The following is the story of a person developing misophonia. It is significant because it shows how the combination of stress and sounds may relate to the development of misophonia. This story supports the theory that misophonia develops through classical conditioning (at least in this case). Misophonia appears to be an aversive conditioned reflex. Understanding the origin of misophonia helps us to determine ways to provide treatment for misophonia. Misophonia does not seem to be a condition that just turns on one day. Misophonia appears to develop through the process of classical or Pavlovian conditioning. I know other stories which supports misophonia as s condition (Pavlovian) reflex, where it developed in only one evening. It does not take long to develop a conditioned reflex. Here is this person’s story.

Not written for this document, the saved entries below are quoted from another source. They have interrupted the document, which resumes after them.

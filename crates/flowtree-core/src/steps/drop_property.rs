//! `DropPropertyStep` (§4.5): pure renaming at the event level. No state.

use std::sync::Arc;

use parking_lot::Mutex;

use crate::descriptor::TypeDescriptor;
use crate::event::{notify_added, notify_modified, notify_removed, EventSink, SinkList, Step};
use crate::path::{Key, KeyPath, PropName, SegPath};
use crate::value::{Props, Value};

pub struct DropPropertyStep {
    upstream: Arc<dyn Step>,
    scope_path: SegPath,
    property_name: PropName,

    scope_added: Mutex<SinkList>,
    scope_removed: Mutex<SinkList>,
}

impl DropPropertyStep {
    pub fn new(upstream: Arc<dyn Step>, scope_path: SegPath, property_name: impl Into<PropName>) -> Arc<Self> {
        let step = Arc::new(Self {
            upstream: upstream.clone(),
            scope_path: scope_path.clone(),
            property_name: property_name.into(),
            scope_added: Mutex::new(SinkList::new()),
            scope_removed: Mutex::new(SinkList::new()),
        });

        upstream.subscribe_added(scope_path.clone(), step.clone());
        upstream.subscribe_removed(scope_path.clone(), step.clone());

        step
    }
}

impl Step for DropPropertyStep {
    fn type_descriptor(&self) -> TypeDescriptor {
        let mut ty = self.upstream.type_descriptor();
        if let Some(level) = ty.at_path_mut(self.scope_path.as_slice()) {
            level.unmark_mutable(&self.property_name);
            level.arrays.retain(|a| a.name != self.property_name);
            level.objects.retain(|o| o.name != self.property_name);
        }
        ty
    }

    fn subscribe_added(&self, seg: SegPath, sink: Arc<dyn EventSink>) {
        if seg == self.scope_path {
            self.scope_added.lock().push(sink);
        } else {
            self.upstream.subscribe_added(seg, sink);
        }
    }

    fn subscribe_removed(&self, seg: SegPath, sink: Arc<dyn EventSink>) {
        if seg == self.scope_path {
            self.scope_removed.lock().push(sink);
        } else {
            self.upstream.subscribe_removed(seg, sink);
        }
    }

    fn subscribe_modified(&self, seg: SegPath, property: PropName, sink: Arc<dyn EventSink>) {
        // Every event we forward at `scope_path` already has the property
        // stripped before it reaches the caller (see `on_*` below), so a
        // downstream subscription for the dropped property itself would
        // simply never fire; everything else passes straight through.
        self.upstream.subscribe_modified(seg, property, sink);
    }
}

impl EventSink for DropPropertyStep {
    fn on_added(&self, seg: &SegPath, key_path: &KeyPath, key: &Key, props: &Props) {
        let mut out = props.clone();
        out.remove(&*self.property_name);
        notify_added(&self.scope_added.lock(), seg, key_path, key, &out);
    }

    fn on_removed(&self, seg: &SegPath, key_path: &KeyPath, key: &Key, props: &Props) {
        let mut out = props.clone();
        out.remove(&*self.property_name);
        notify_removed(&self.scope_removed.lock(), seg, key_path, key, &out);
    }

    fn on_modified(
        &self,
        seg: &SegPath,
        property: &PropName,
        key_path: &KeyPath,
        key: &Key,
        old: &Value,
        new: &Value,
    ) {
        // We never subscribe upstream for modifications of the dropped
        // property itself (nothing asks us to), so anything reaching us
        // here is a pass-through property and is forwarded untouched. This
        // exists only so `DropPropertyStep` satisfies `EventSink`; the
        // registration for it was made directly against `self.upstream` by
        // `subscribe_modified` above, so this path is unreachable for props
        // we manage but kept symmetric with the other transparent steps.
        let _ = (seg, property, key_path, key, old, new);
        unreachable!("drop_property never subscribes upstream for modified events itself")
    }
}

#[cfg(test)]
mod tests {
    use super::*;
    use crate::input::InputStep;

    #[derive(Default)]
    struct Capture {
        added: Mutex<Vec<Props>>,
        removed: Mutex<Vec<Props>>,
    }

    impl EventSink for Capture {
        fn on_added(&self, _: &SegPath, _: &KeyPath, _: &Key, props: &Props) {
            self.added.lock().push(props.clone());
        }
        fn on_removed(&self, _: &SegPath, _: &KeyPath, _: &Key, props: &Props) {
            self.removed.lock().push(props.clone());
        }
        fn on_modified(&self, _: &SegPath, _: &PropName, _: &KeyPath, _: &Key, _: &Value, _: &Value) {}
    }

    #[test]
    fn dropped_property_is_absent_from_added_and_removed_events() {
        let input = InputStep::new();
        let step = DropPropertyStep::new(input.clone(), SegPath::root(), "secret");

        let capture = Arc::new(Capture::default());
        step.subscribe_added(SegPath::root(), capture.clone());
        step.subscribe_removed(SegPath::root(), capture.clone());

        let props: Props = [("name".to_string(), Value::String("a".into())), ("secret".to_string(), Value::from(42))]
            .into_iter()
            .collect();
        input.add(&"a".into(), &props);
        input.remove(&"a".into(), &props);

        assert!(!capture.added.lock()[0].contains_key("secret"));
        assert!(capture.added.lock()[0].contains_key("name"));
        assert!(!capture.removed.lock()[0].contains_key("secret"));
    }

    /// An upstream whose descriptor declares `secret` mutable, so dropping it
    /// can be checked to also unmark it.
    struct FixedUpstream(Arc<InputStep>, TypeDescriptor);

    impl Step for FixedUpstream {
        fn type_descriptor(&self) -> TypeDescriptor {
            self.1.clone()
        }
        fn subscribe_added(&self, seg: SegPath, sink: Arc<dyn EventSink>) {
            self.0.subscribe_added(seg, sink);
        }
        fn subscribe_removed(&self, seg: SegPath, sink: Arc<dyn EventSink>) {
            self.0.subscribe_removed(seg, sink);
        }
        fn subscribe_modified(&self, seg: SegPath, property: PropName, sink: Arc<dyn EventSink>) {
            self.0.subscribe_modified(seg, property, sink);
        }
    }

    #[test]
    fn dropped_property_is_unmarked_in_the_type_descriptor() {
        let input = InputStep::new();
        let mut ty = TypeDescriptor::default();
        ty.mark_mutable("secret");
        let fixed: Arc<dyn Step> = Arc::new(FixedUpstream(input, ty));

        let step = DropPropertyStep::new(fixed, SegPath::root(), "secret");
        assert!(!step.type_descriptor().is_mutable("secret"));
    }
}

Misophonia began for me when I was 15 years old. I developed a strong reaction to the sounds made by my various family members when we all ate dinner together. It was not random chance that caused it. If you are right that misophonia begins with children that link a sound to a very negative emotion, then I can definitely state I made a negative emotional link with my family eating because of their extremely adverse reaction to me losing weight. Let me explain, so that it all makes sense.

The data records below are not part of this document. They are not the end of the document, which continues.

//! The output binder (§4.8): subscribes to the *last* step at every path the
//! final [`TypeDescriptor`] exposes, translating its events into operations
//! on the [`BatchedStateUpdater`].

use std::sync::Arc;

use crate::batch::{BatchedStateUpdater, Operation};
use crate::descriptor::TypeDescriptor;
use crate::event::EventSink;
use crate::path::{Key, KeyPath, PropName, SegPath};
use crate::value::{Props, Value};
use crate::Step;

pub struct OutputBinder {
    updater: Arc<BatchedStateUpdater>,
}

impl OutputBinder {
    /// Walks `last_step`'s descriptor and registers itself for every
    /// `added`/`removed` at every exposed segment path, plus `modified` for
    /// every property that path's descriptor marks mutable.
    pub fn new(last_step: Arc<dyn Step>, updater: Arc<BatchedStateUpdater>) -> Arc<Self> {
        let binder = Arc::new(Self { updater });
        let descriptor = last_step.type_descriptor();
        binder.subscribe_tree(&last_step, &SegPath::root(), &descriptor);
        binder
    }

    fn subscribe_tree(self: &Arc<Self>, step: &Arc<dyn Step>, seg: &SegPath, ty: &TypeDescriptor) {
        step.subscribe_added(seg.clone(), self.clone());
        step.subscribe_removed(seg.clone(), self.clone());
        for property in &ty.mutable_properties {
            step.subscribe_modified(seg.clone(), property.clone(), self.clone());
        }
        for array in &ty.arrays {
            self.subscribe_tree(step, &seg.child(array.name.clone()), &array.ty);
        }
    }
}

impl EventSink for OutputBinder {
    fn on_added(&self, seg: &SegPath, key_path: &KeyPath, key: &Key, props: &Props) {
        self.updater.enqueue(Operation::Added {
            seg: seg.clone(),
            key_path: key_path.clone(),
            key: key.clone(),
            props: props.clone(),
        });
    }

    fn on_removed(&self, seg: &SegPath, key_path: &KeyPath, key: &Key, _props: &Props) {
        self.updater.enqueue(Operation::Removed {
            seg: seg.clone(),
            key_path: key_path.clone(),
            key: key.clone(),
        });
    }

    fn on_modified(&self, seg: &SegPath, property: &PropName, key_path: &KeyPath, key: &Key, _old: &Value, new: &Value) {
        self.updater.enqueue(Operation::Modified {
            seg: seg.clone(),
            property: property.clone(),
            key_path: key_path.clone(),
            key: key.clone(),
            new: new.clone(),
        });
    }
}
#[cfg(test)]
mod tests {
    use super::*;

    /// A minimal upstream that can emit at the root level and at one fixed
    /// child segment path below it — enough to drive both the scope-level
    /// gating and the deep-gate / pending-buffer machinery without a real
    /// `group_by` in front of it.
    #[derive(Default)]
    struct Upstream {
        root_added: Mutex<SinkList>,
        root_removed: Mutex<SinkList>,
        root_modified: Mutex<HashMap<PropName, SinkList>>,
        child_added: Mutex<SinkList>,
        child_removed: Mutex<SinkList>,
    }

    fn items_seg() -> SegPath {
        SegPath::root().child("items")
    }

    impl Step for Upstream {
        fn type_descriptor(&self) -> TypeDescriptor {
            TypeDescriptor::default()
        }
        fn subscribe_added(&self, seg: SegPath, sink: Arc<dyn EventSink>) {
            if seg == items_seg() {
                self.child_added.lock().push(sink);
            } else {
                self.root_added.lock().push(sink);
            }
        }
        fn subscribe_removed(&self, seg: SegPath, sink: Arc<dyn EventSink>) {
            if seg == items_seg() {
                self.child_removed.lock().push(sink);
            } else {
                self.root_removed.lock().push(sink);
            }
        }
        fn subscribe_modified(&self, _seg: SegPath, property: PropName, sink: Arc<dyn EventSink>) {
            self.root_modified.lock().entry(property).or_default().push(sink);
        }
    }

    impl Upstream {
        fn add_root(&self, key: &Key, props: &Props) {
            notify_added(&self.root_added.lock(), &SegPath::root(), &KeyPath::root(), key, props);
        }
        fn modify_root(&self, key: &Key, property: &str, old: &Value, new: &Value) {
            let sinks = self.root_modified.lock();
            if let Some(list) = sinks.get(property) {
                notify_modified(list, &SegPath::root(), &property.into(), &KeyPath::root(), key, old, new);
            }
        }
        fn add_child(&self, parent_key: &Key, key: &Key, props: &Props) {
            let key_path = KeyPath::root().child(parent_key.clone());
            notify_added(&self.child_added.lock(), &items_seg(), &key_path, key, props);
        }
    }

    #[derive(Default)]
    struct Capture {
        added: Mutex<Vec<(Key, Props)>>,
        removed: Mutex<Vec<Key>>,
    }

    impl EventSink for Capture {
        fn on_added(&self, _: &SegPath, _: &KeyPath, key: &Key, props: &Props) {
            self.added.lock().push((key.clone(), props.clone()));
        }
        fn on_removed(&self, _: &SegPath, _: &KeyPath, key: &Key, _: &Props) {
            self.removed.lock().push(key.clone());
        }
        fn on_modified(&self, _: &SegPath, _: &PropName, _: &KeyPath, _: &Key, _: &Value, _: &Value) {}
    }

    fn active(props: &Props) -> bool {
        props.get("active").and_then(Value::as_bool).unwrap_or(false)
    }

    #[test]
    fn only_passing_rows_reach_downstream() {
        let upstream = Arc::new(Upstream::default());
        let step = FilterStep::new(upstream.clone(), SegPath::root(), active, vec!["active".into()]);

        let capture = Arc::new(Capture::default());
        step.subscribe_added(SegPath::root(), capture.clone());

        upstream.add_root(&"a".into(), &[("active".to_string(), Value::Bool(true))].into_iter().collect());
        upstream.add_root(&"b".into(), &[("active".to_string(), Value::Bool(false))].into_iter().collect());

        let added = capture.added.lock();
        assert_eq!(added.len(), 1);
        assert_eq!(&*added[0].0, "a");
    }

    #[test]
    fn a_child_added_under_a_not_yet_passing_row_is_buffered_then_flushed() {
        let upstream = Arc::new(Upstream::default());
        let step = FilterStep::new(upstream.clone(), SegPath::root(), active, vec!["active".into()]);

        let scope_capture = Arc::new(Capture::default());
        let child_capture = Arc::new(Capture::default());
        step.subscribe_added(SegPath::root(), scope_capture.clone());
        step.subscribe_added(items_seg(), child_capture.clone());

        upstream.add_root(&"a".into(), &[("active".to_string(), Value::Bool(false))].into_iter().collect());
        upstream.add_child(&"a".into(), &"i1".into(), &[("qty".to_string(), Value::from(1))].into_iter().collect());

        assert!(child_capture.added.lock().is_empty(), "child buffered while parent doesn't pass");

        upstream.modify_root(&"a".into(), "active", &Value::Bool(false), &Value::Bool(true));

        assert_eq!(scope_capture.added.lock().len(), 1, "parent now passes");
        assert_eq!(child_capture.added.lock().len(), 1, "buffered child flushed once parent passes");
    }

    #[test]
    fn a_passing_row_that_stops_passing_is_removed_downstream() {
        let upstream = Arc::new(Upstream::default());
        let step = FilterStep::new(upstream.clone(), SegPath::root(), active, vec!["active".into()]);

        let capture = Arc::new(Capture::default());
        step.subscribe_added(SegPath::root(), capture.clone());
        step.subscribe_removed(SegPath::root(), capture.clone());

        upstream.add_root(&"a".into(), &[("active".to_string(), Value::Bool(true))].into_iter().collect());
        upstream.modify_root(&"a".into(), "active", &Value::Bool(true), &Value::Bool(false));

        assert_eq!(capture.added.lock().len(), 1);
        assert_eq!(capture.removed.lock().len(), 1);
    }

    /// A deep child already forwarded downstream before its row stops
    /// passing must be replayed when the row starts passing again, even
    /// though it never received a fresh upstream `added`/`removed` of its
    /// own in between (§4.6; the materialized tree is the only thing that
    /// ever drops it, via cascade removal, not this step).
    #[test]
    fn a_live_deep_child_is_replayed_on_the_second_pass() {
        let upstream = Arc::new(Upstream::default());
        let step = FilterStep::new(upstream.clone(), SegPath::root(), active, vec!["active".into()]);

        let child_capture = Arc::new(Capture::default());
        step.subscribe_added(items_seg(), child_capture.clone());

        upstream.add_root(&"a".into(), &[("active".to_string(), Value::Bool(true))].into_iter().collect());
        upstream.add_child(&"a".into(), &"i1".into(), &[("qty".to_string(), Value::from(1))].into_iter().collect());
        assert_eq!(child_capture.added.lock().len(), 1, "forwarded immediately while the row passes");

        upstream.modify_root(&"a".into(), "active", &Value::Bool(true), &Value::Bool(false));
        upstream.modify_root(&"a".into(), "active", &Value::Bool(false), &Value::Bool(true));

        let added = child_capture.added.lock();
        assert_eq!(added.len(), 2, "i1 is replayed even with no upstream event of its own");
        assert_eq!(&*added[1].0, "i1");
        assert_eq!(added[1].1.get("qty"), Some(&Value::from(1)));
    }
}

I was a really fat kid, always at least 50-60 pounds overweight. My parents are overweight, and my dad and grandma are people who equate food with love. Growing up, my dad always wanted us to eat as much as we possibly could, regardless of being hungry. He would praise us for it! My grandma (Dad’s mom) would always offer us a drink and a home baked dessert whenever we would arrive and was genuinely offended if we didn’t eat or drink something on arrival, even just a glass of juice or milk. When I was little, I was always happy to eat “on command”, with no regard to whether or not I was actually hungry.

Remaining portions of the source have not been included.